### [WORK REQUEST]
Print out the records below with nothing altered.

(Collected data entries)
▬▬▬

// Copyright 2023 Datafuse Labs.
//
// Licensed under the Apache License, Version 2.0 (the "License");
// you may not use this file except in compliance with the License.
// You may obtain a copy of the License at
//
//     http://www.apache.org/licenses/LICENSE-2.0
//
// Unless required by applicable law or agreed to in writing, software
// distributed under the License is distributed on an "AS IS" BASIS,
// WITHOUT WARRANTIES OR CONDITIONS OF ANY KIND, either express or implied.
// See the License for the specific language governing permissions and
// limitations under the License.

use std::io;
use std::path::PathBuf;

use thiserror::Error;

pub type Result<T> = std::result::Result<T, Error>;

/// Errors returned while decoding, encoding or loading JSON resources.
#[derive(Debug, Error)]
pub enum Error {
    /// The named resource does not exist in the bundle, or the name could
    /// not be parsed as a resource name at all.
    #[error("resource `{name}` not found")]
    NotFound { name: String },
    /// The resource was resolved but its bytes could not be read.
    #[error("failed to read `{}`: {source}", .path.display())]
    Read {
        path: PathBuf,
        #[source]
        source: io::Error,
    },
    /// The directory of the running executable could not be determined.
    #[error("cannot locate the running executable: {0}")]
    ExecutableDir(#[source] io::Error),
    /// The bytes are not valid JSON.
    #[error("invalid JSON: {0}")]
    Decode(#[source] serde_json::Error),
    /// The value cannot be written as JSON text.
    #[error("failed to encode JSON: {0}")]
    Encode(#[source] serde_json::Error),
}

impl Error {
    pub(crate) fn not_found(name: impl Into<String>) -> Self {
        Error::NotFound { name: name.into() }
    }

    pub fn is_not_found(&self) -> bool {
        matches!(self, Error::NotFound { .. })
    }

    pub fn is_read(&self) -> bool {
        matches!(self, Error::Read { .. })
    }

    pub fn is_decode(&self) -> bool {
        matches!(self, Error::Decode(_))
    }

    pub fn is_encode(&self) -> bool {
        matches!(self, Error::Encode(_))
    }
}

▬▬▬

### [EXERCISE RESULT]
// Copyright 2023 Datafuse Labs.
//
// Licensed under the Apache License, Version 2.0 (the "License");
// you may not use this file except in compliance with the License.
// You may obtain a copy of the License at
//
//     http://www.apache.org/licenses/LICENSE-2.0
//
// Unless required by applicable law or agreed to in writing, software
// distributed under the License is distributed on an "AS IS" BASIS,
// WITHOUT WARRANTIES OR CONDITIONS OF ANY KIND, either express or implied.
// See the License for the specific language governing permissions and
// limitations under the License.

use std::io;
use std::path::PathBuf;

use thiserror::Error;

pub type Result<T> = std::result::Result<T, Error>;

/// Errors returned while decoding, encoding or loading JSON resources.
#[derive(Debug, Error)]
pub enum Error {
    /// The named resource does not exist in the bundle, or the name could
    /// not be parsed as a resource name at all.
    #[error("resource `{name}` not found")]
    NotFound { name: String },
    /// The resource was resolved but its bytes could not be read.
    #[error("failed to read `{}`: {source}", .path.display())]
    Read {
        path: PathBuf,
        #[source]
        source: io::Error,
    },
    /// The directory of the running executable could not be determined.
    #[error("cannot locate the running executable: {0}")]
    ExecutableDir(#[source] io::Error),
    /// The bytes are not valid JSON.
    #[error("invalid JSON: {0}")]
    Decode(#[source] serde_json::Error),
    /// The value cannot be written as JSON text.
    #[error("failed to encode JSON: {0}")]
    Encode(#[source] serde_json::Error),
}

impl Error {
    pub(crate) fn not_found(name: impl Into<String>) -> Self {
        Error::NotFound { name: name.into() }
    }

    pub fn is_not_found(&self) -> bool {
        matches!(self, Error::NotFound { .. })
    }

    pub fn is_read(&self) -> bool {
        matches!(self, Error::Read { .. })
    }

    pub fn is_decode(&self) -> bool {
        matches!(self, Error::Decode(_))
    }

    pub fn is_encode(&self) -> bool {
        matches!(self, Error::Encode(_))
    }
}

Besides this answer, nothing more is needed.